**Your goal:** Down to the final character, output the records below as they stand.

**Data for this task:**
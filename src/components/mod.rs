//! UI components.

pub mod graph;
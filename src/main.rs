//! Client entrypoint for the CSR build.

// Bin target reuses lib deps, silence noisy lint.
#![allow(unused_crate_dependencies)]

use leptos::prelude::*;
use leptos_node_graph::{App, init_logging};

fn main() {
	init_logging();

	mount_to_body(|| {
		view! { <App /> }
	})
}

**Answer to the problem:**
filename src/components/mod.rs
//! UI components.

pub mod graph;
filename src/main.rs
//! Client entrypoint for the CSR build.

// Bin target reuses lib deps, silence noisy lint.
#![allow(unused_crate_dependencies)]

use leptos::prelude::*;
use leptos_node_graph::{App, init_logging};

fn main() {
	init_logging();

	mount_to_body(|| {
		view! { <App /> }
	})
}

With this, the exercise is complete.